Give back every record below, character for character.
***** Data records
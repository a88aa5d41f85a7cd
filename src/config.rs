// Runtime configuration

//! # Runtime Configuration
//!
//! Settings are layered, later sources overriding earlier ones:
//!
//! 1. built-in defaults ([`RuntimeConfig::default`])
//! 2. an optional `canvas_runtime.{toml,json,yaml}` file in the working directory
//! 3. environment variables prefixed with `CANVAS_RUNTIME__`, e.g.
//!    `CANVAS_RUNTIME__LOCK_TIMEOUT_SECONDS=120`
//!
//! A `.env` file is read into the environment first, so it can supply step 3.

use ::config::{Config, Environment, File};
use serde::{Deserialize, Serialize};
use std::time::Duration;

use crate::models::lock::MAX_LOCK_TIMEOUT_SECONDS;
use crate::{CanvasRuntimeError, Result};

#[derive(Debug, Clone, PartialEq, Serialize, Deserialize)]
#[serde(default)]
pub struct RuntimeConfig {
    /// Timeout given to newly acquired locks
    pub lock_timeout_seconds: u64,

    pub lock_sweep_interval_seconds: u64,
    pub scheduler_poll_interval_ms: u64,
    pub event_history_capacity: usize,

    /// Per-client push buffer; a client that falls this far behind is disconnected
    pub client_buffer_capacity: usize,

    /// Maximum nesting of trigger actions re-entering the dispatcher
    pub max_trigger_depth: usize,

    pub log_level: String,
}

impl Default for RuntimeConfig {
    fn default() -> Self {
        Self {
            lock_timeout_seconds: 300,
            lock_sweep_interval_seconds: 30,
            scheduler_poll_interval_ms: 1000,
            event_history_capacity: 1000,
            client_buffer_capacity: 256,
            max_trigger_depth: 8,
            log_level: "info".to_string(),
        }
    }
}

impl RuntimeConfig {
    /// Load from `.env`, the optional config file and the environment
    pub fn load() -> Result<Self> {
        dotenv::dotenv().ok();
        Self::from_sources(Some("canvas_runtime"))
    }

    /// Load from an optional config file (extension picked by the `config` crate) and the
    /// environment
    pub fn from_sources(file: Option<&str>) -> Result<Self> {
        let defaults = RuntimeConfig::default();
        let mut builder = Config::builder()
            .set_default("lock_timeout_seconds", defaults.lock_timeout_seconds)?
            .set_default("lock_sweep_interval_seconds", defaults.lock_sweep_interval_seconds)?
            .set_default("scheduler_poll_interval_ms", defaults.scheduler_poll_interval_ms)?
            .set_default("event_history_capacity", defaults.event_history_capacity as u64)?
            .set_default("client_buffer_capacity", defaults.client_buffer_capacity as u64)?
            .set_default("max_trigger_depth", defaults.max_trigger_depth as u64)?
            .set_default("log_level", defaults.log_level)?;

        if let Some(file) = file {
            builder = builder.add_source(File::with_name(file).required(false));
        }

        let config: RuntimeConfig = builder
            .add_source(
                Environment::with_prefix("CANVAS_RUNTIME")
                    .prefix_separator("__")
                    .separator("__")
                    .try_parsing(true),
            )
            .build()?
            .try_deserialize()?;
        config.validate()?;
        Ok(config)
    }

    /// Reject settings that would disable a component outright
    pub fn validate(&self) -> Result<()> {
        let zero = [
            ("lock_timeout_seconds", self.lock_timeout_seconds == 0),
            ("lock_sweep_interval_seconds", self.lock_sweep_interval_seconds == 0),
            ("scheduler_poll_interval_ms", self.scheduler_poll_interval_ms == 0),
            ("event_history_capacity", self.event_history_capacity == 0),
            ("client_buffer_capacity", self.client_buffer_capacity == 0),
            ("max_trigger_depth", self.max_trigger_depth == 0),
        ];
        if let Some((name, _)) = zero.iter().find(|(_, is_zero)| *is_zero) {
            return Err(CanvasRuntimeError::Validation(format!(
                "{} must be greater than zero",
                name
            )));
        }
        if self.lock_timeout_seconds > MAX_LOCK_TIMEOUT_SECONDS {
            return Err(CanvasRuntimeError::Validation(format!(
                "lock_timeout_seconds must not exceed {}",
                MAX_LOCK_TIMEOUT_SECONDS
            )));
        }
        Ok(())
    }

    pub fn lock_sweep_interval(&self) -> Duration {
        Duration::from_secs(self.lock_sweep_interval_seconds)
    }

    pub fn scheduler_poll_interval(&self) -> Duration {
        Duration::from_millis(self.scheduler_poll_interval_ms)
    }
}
**********
> [Exercise output]
repository a88aa5d41f85a7cd
filename src/config.rs
// Runtime configuration

//! # Runtime Configuration
//!
//! Settings are layered, later sources overriding earlier ones:
//!
//! 1. built-in defaults ([`RuntimeConfig::default`])
//! 2. an optional `canvas_runtime.{toml,json,yaml}` file in the working directory
//! 3. environment variables prefixed with `CANVAS_RUNTIME__`, e.g.
//!    `CANVAS_RUNTIME__LOCK_TIMEOUT_SECONDS=120`
//!
//! A `.env` file is read into the environment first, so it can supply step 3.

use ::config::{Config, Environment, File};
use serde::{Deserialize, Serialize};
use std::time::Duration;

use crate::models::lock::MAX_LOCK_TIMEOUT_SECONDS;
use crate::{CanvasRuntimeError, Result};

#[derive(Debug, Clone, PartialEq, Serialize, Deserialize)]
#[serde(default)]
pub struct RuntimeConfig {
    /// Timeout given to newly acquired locks
    pub lock_timeout_seconds: u64,

    pub lock_sweep_interval_seconds: u64,
    pub scheduler_poll_interval_ms: u64,
    pub event_history_capacity: usize,

    /// Per-client push buffer; a client that falls this far behind is disconnected
    pub client_buffer_capacity: usize,

    /// Maximum nesting of trigger actions re-entering the dispatcher
    pub max_trigger_depth: usize,

    pub log_level: String,
}

impl Default for RuntimeConfig {
    fn default() -> Self {
        Self {
            lock_timeout_seconds: 300,
            lock_sweep_interval_seconds: 30,
            scheduler_poll_interval_ms: 1000,
            event_history_capacity: 1000,
            client_buffer_capacity: 256,
            max_trigger_depth: 8,
            log_level: "info".to_string(),
        }
    }
}

impl RuntimeConfig {
    /// Load from `.env`, the optional config file and the environment
    pub fn load() -> Result<Self> {
        dotenv::dotenv().ok();
        Self::from_sources(Some("canvas_runtime"))
    }

    /// Load from an optional config file (extension picked by the `config` crate) and the
    /// environment
    pub fn from_sources(file: Option<&str>) -> Result<Self> {
        let defaults = RuntimeConfig::default();
        let mut builder = Config::builder()
            .set_default("lock_timeout_seconds", defaults.lock_timeout_seconds)?
            .set_default("lock_sweep_interval_seconds", defaults.lock_sweep_interval_seconds)?
            .set_default("scheduler_poll_interval_ms", defaults.scheduler_poll_interval_ms)?
            .set_default("event_history_capacity", defaults.event_history_capacity as u64)?
            .set_default("client_buffer_capacity", defaults.client_buffer_capacity as u64)?
            .set_default("max_trigger_depth", defaults.max_trigger_depth as u64)?
            .set_default("log_level", defaults.log_level)?;

        if let Some(file) = file {
            builder = builder.add_source(File::with_name(file).required(false));
        }

        let config: RuntimeConfig = builder
            .add_source(
                Environment::with_prefix("CANVAS_RUNTIME")
                    .prefix_separator("__")
                    .separator("__")
                    .try_parsing(true),
            )
            .build()?
            .try_deserialize()?;
        config.validate()?;
        Ok(config)
    }

    /// Reject settings that would disable a component outright
    pub fn validate(&self) -> Result<()> {
        let zero = [
            ("lock_timeout_seconds", self.lock_timeout_seconds == 0),
            ("lock_sweep_interval_seconds", self.lock_sweep_interval_seconds == 0),
            ("scheduler_poll_interval_ms", self.scheduler_poll_interval_ms == 0),
            ("event_history_capacity", self.event_history_capacity == 0),
            ("client_buffer_capacity", self.client_buffer_capacity == 0),
            ("max_trigger_depth", self.max_trigger_depth == 0),
        ];
        if let Some((name, _)) = zero.iter().find(|(_, is_zero)| *is_zero) {
            return Err(CanvasRuntimeError::Validation(format!(
                "{} must be greater than zero",
                name
            )));
        }
        if self.lock_timeout_seconds > MAX_LOCK_TIMEOUT_SECONDS {
            return Err(CanvasRuntimeError::Validation(format!(
                "lock_timeout_seconds must not exceed {}",
                MAX_LOCK_TIMEOUT_SECONDS
            )));
        }
        Ok(())
    }

    pub fn lock_sweep_interval(&self) -> Duration {
        Duration::from_secs(self.lock_sweep_interval_seconds)
    }

    pub fn scheduler_poll_interval(&self) -> Duration {
        Duration::from_millis(self.scheduler_poll_interval_ms)
    }
}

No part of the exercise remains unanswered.